肉料理を楽しむ夜や今シーズン最初のバーベキューには、こんがりとグリルしたラムチョップに勝るものはありません。もう一つのおすすめはプルドラム。数時間かけてゆっくりとローストすれば、これまでに食べたことがないほど柔らかくジューシーに仕上がります。週の初めに作っておけば、いろいろなアレンジが何日も楽しめます。ストリートフード風のラップにミントソースを添えても、米や豆類、穀類にロースト野菜を添えてヨーグルトをたっぷりかけ、ホットスパイスを散らした丼ものに加えてもよいでしょう。
水曜日:イチゴ
甘く香り高い、真っ赤なイチゴの季節が今年もやってきました。特に人気があるのが、IGP ニーム産イチゴです。オクシタニー地方で生産されるガリゲット種やシフロレット種のイチゴは、露地栽培の初物で、3月から店頭に並びます。柔らかく、やや酸味のあるガリゲット種に対して、シフロレット種はジューシーで果肉の甘みが強いのが特徴です。

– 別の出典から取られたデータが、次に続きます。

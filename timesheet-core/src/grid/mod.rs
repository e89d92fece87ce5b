//! Weekly slot grid: which slots are taken, which lie in the future, and
//! what a click on a free slot hands to the entry form.

mod slot;
mod window;

use std::collections::BTreeMap;

use time::{Date, OffsetDateTime};

pub use slot::{slot_state, SlotSelection, SlotState, TimeSlot};
pub use window::{compute_week_window, WeekWindow};

use crate::clock::{hours_from_minutes, time_at_minute, DateKey, Granularity, TimeReference};
use crate::models::TimeEntry;
use crate::settings::GridSettings;

/// Derives slot state for the current week.
///
/// Holds the one [`TimeReference`] every comparison goes through, so a date
/// key built for the window is the same key an entry is bucketed under.
#[derive(Debug, Clone, Copy)]
pub struct WeekGridEngine {
    reference: TimeReference,
    settings: GridSettings,
}

impl WeekGridEngine {
    pub fn new(reference: TimeReference, settings: GridSettings) -> Self {
        Self {
            reference,
            settings,
        }
    }

    pub fn reference(&self) -> TimeReference {
        self.reference
    }

    pub fn settings(&self) -> &GridSettings {
        &self.settings
    }

    pub fn week_window(&self, now: OffsetDateTime) -> WeekWindow {
        compute_week_window(now, self.reference)
    }

    pub fn slot_state(&self, slot: TimeSlot, entries: &[TimeEntry], now: OffsetDateTime) -> SlotState {
        slot_state(slot, entries, self.reference.wall_clock(now))
    }

    /// Invoke `on_select` for a selectable slot. Returns whether it fired.
    pub fn on_slot_activate<F>(
        &self,
        slot: TimeSlot,
        entries: &[TimeEntry],
        now: OffsetDateTime,
        on_select: F,
    ) -> bool
    where
        F: FnOnce(SlotSelection),
    {
        if !self.slot_state(slot, entries, now).selectable {
            tracing::debug!(date = %slot.date_key(), minute = slot.minute_of_day(), "ignoring activation of unselectable slot");
            return false;
        }
        on_select(SlotSelection::from(slot));
        true
    }

    /// Entries recorded on `date`, ordered by start time.
    pub fn entries_for_date<'a>(&self, date: Date, entries: &'a [TimeEntry]) -> Vec<&'a TimeEntry> {
        entries_for_date(DateKey::new(date), entries)
    }

    /// Slot states for every visible row of the week containing `now`.
    pub fn build(&self, entries: &[TimeEntry], now: OffsetDateTime) -> WeekGrid {
        let window = self.week_window(now);
        let wall_now = self.reference.wall_clock(now);
        let occupancy = Occupancy::index(entries);

        let rows = self
            .settings
            .row_minutes()
            .filter_map(|minute| {
                let start = time_at_minute(minute)?;
                let cells = window.days().map(|date| {
                    let slot = TimeSlot::starting_at(date, start);
                    let occupied = occupancy.is_occupied(slot);
                    let future = slot.starts_at() > wall_now;
                    SlotCell {
                        slot,
                        state: SlotState::new(occupied, future),
                    }
                });
                Some(SlotRow { minute, cells })
            })
            .collect();

        WeekGrid {
            window,
            slot: self.settings.slot(),
            rows,
        }
    }

    /// Per-day entry lists and totals for the week containing `now`.
    pub fn summaries(&self, entries: &[TimeEntry], now: OffsetDateTime) -> [DaySummary; 7] {
        self.week_window(now).days().map(|date| {
            let day: Vec<TimeEntry> = self
                .entries_for_date(date, entries)
                .into_iter()
                .cloned()
                .collect();
            let minutes: u32 = day
                .iter()
                .map(|entry| u32::from(entry.end_minute() - entry.start_minute()))
                .sum();
            DaySummary {
                date,
                entries: day,
                total_hours: hours_from_minutes(minutes),
            }
        })
    }
}

/// Entries whose date key equals `key`, ordered by start time.
pub fn entries_for_date(key: DateKey, entries: &[TimeEntry]) -> Vec<&TimeEntry> {
    let mut matching: Vec<&TimeEntry> = entries
        .iter()
        .filter(|entry| entry.date_key() == key)
        .collect();
    matching.sort_by_key(|entry| (entry.start_time, entry.end_time));
    matching
}

/// Entry intervals bucketed by date key for one grid build.
struct Occupancy {
    by_date: BTreeMap<DateKey, Vec<(u16, u16)>>,
}

impl Occupancy {
    fn index(entries: &[TimeEntry]) -> Self {
        let mut by_date: BTreeMap<DateKey, Vec<(u16, u16)>> = BTreeMap::new();
        for entry in entries {
            by_date
                .entry(entry.date_key())
                .or_default()
                .push((entry.start_minute(), entry.end_minute()));
        }
        Self { by_date }
    }

    fn is_occupied(&self, slot: TimeSlot) -> bool {
        let minute = slot.minute_of_day();
        self.by_date
            .get(&slot.date_key())
            .is_some_and(|spans| spans.iter().any(|&(start, end)| start <= minute && minute < end))
    }
}

/// One grid cell.
#[derive(Debug, Clone, Copy, PartialEq, Eq)]
pub struct SlotCell {
    pub slot: TimeSlot,
    pub state: SlotState,
}

/// All seven cells that start at the same minute of the day.
#[derive(Debug, Clone, PartialEq, Eq)]
pub struct SlotRow {
    pub minute: u16,
    pub cells: [SlotCell; 7],
}

/// Slot states of one week, rows by time of day and columns Monday..Sunday.
#[derive(Debug, Clone, PartialEq, Eq)]
pub struct WeekGrid {
    window: WeekWindow,
    slot: Granularity,
    rows: Vec<SlotRow>,
}

impl WeekGrid {
    pub fn window(&self) -> WeekWindow {
        self.window
    }

    pub fn slot_granularity(&self) -> Granularity {
        self.slot
    }

    pub fn rows(&self) -> &[SlotRow] {
        &self.rows
    }

    pub fn cell(&self, row: usize, day: usize) -> Option<&SlotCell> {
        self.rows.get(row).and_then(|r| r.cells.get(day))
    }

    /// Row index of the slot containing `minute`, if visible.
    pub fn row_of(&self, minute: u16) -> Option<usize> {
        let floored = self.slot.floor(minute);
        self.rows.iter().position(|row| row.minute == floored)
    }

    pub fn selectable_count(&self) -> usize {
        self.rows
            .iter()
            .flat_map(|row| row.cells.iter())
            .filter(|cell| cell.state.selectable)
            .count()
    }
}

/// Read-only list of one day's entries, shown beside the grid.
#[derive(Debug, Clone, PartialEq)]
pub struct DaySummary {
    pub date: Date,
    pub entries: Vec<TimeEntry>,
    pub total_hours: f64,
}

そのまま食べても美味しいですが、スライスしてストロベリーチーズケーキに使うと、白と赤のコントラストが美しく、クリーミーな味わいのデザートになります。もう少し手軽で気の利いたレシピをお探しなら、赤ワインを使ったイチゴのジュビレ風をお試しください。これは、1800年代に名を馳せた現代フランス料理の父、オーギュスト・エスコフィエがヴィクトリア女王即位50周年の祝宴のために考案したとされる伝統的なデザート、チェリージュビレをアレンジしたレシピです。
木曜日:ゴートチーズ
春の食卓に欠かせないフランス産ゴートチーズは、産地のテロワールを体現する食材です。おすすめは、中心に麦わらを通した特徴的な形状で、フレッシュでクリーミーな味わいのAOP サントモール・ドゥ・トゥーレーヌ。アルプス種、ザーネン種、ポワテヴィン種の山羊の乳を使用して、サントル=ヴァル・ド・ロワール地方で生産されており、生で味わうのが最高です。チーズボードに全粒粉パンを添えても、フレッシュな春のサラダに散らしても、フランス南西部風サンドイッチにはさんでも、美味しく召し上がれます。キリッと冷やした白ワインを合わせてお楽しみください。
金曜日:帆立貝
週末が近づいて特別感のあるごちそうが食べたくなると、心惹かれるのが、うま味豊かなフランス産帆立貝です。ノルマンディーで水揚げされた帆立貝(ラベル・ルージュ)はまさに夢のような食材。加熱しても美味しいですが、生のまま薄切りにしてレモン汁とIGP ゲランド産フルール・ド・セルをかけたカルパッチョにしても、洗練された風味が楽しめます。殻つきで調理すれば、金曜夜の食卓でエレガントな存在感を発揮してくれます。
土曜日:アペリティフ
春の土曜日の夜、自宅に友人たちを招いてのんびり過ごすなら、よく冷やしたフランス産ロゼワインを開けましょう。ロワール渓谷のAOPカベルネ・ダンジュはまろやかな味わいと芳醇な香りが会話のきっかけにぴったりです。ワインのお伴には、厳選したフランス産のチーズやシャルキュトリーを盛り合わせたプレートを手早く用意しましょう。ソフトチーズの代表格であるAOP カマンベール・ド・ノルマンディーやジュラ山脈のふもとでつくられるフルーティーなAOP コンテに、ナッツのような風味があるジャンボン・ド・バイヨンヌ IGPのスライスを添え、なめらかなル・マン産リエットをたっぷり盛ってください。 手間をかけずに、最高に美味しい一皿ができあがります。
日曜日:ローストチキン
フランスでは日曜のランチといえば、ローストチキン。家族や友人と共に味わう、定番中の定番です。焼き方は家庭によって異なりますが、素材の味を生かしたシンプルな調理法をおすすめします。PGIとラベルルージュの認証を受けたランド産の平飼い鶏をニンニクや玉ねぎ、プロヴァンス・ハーブで風味付けすれば、誰もが満足する一品になります。広々とした松林でのびのびと育った平飼い鶏は、しっかりした食感と癖のない味わいが特徴です。
そして何よりのお楽しみは、残ったチキンのリメイク。翌日以降もシーザーサラダやフランスの恵みを詰め込んだカラフルなポケボウルで味わいましょう。お弁当に入れると、デスクで食べるいつものランチが、ちょっとしたごちそうになります。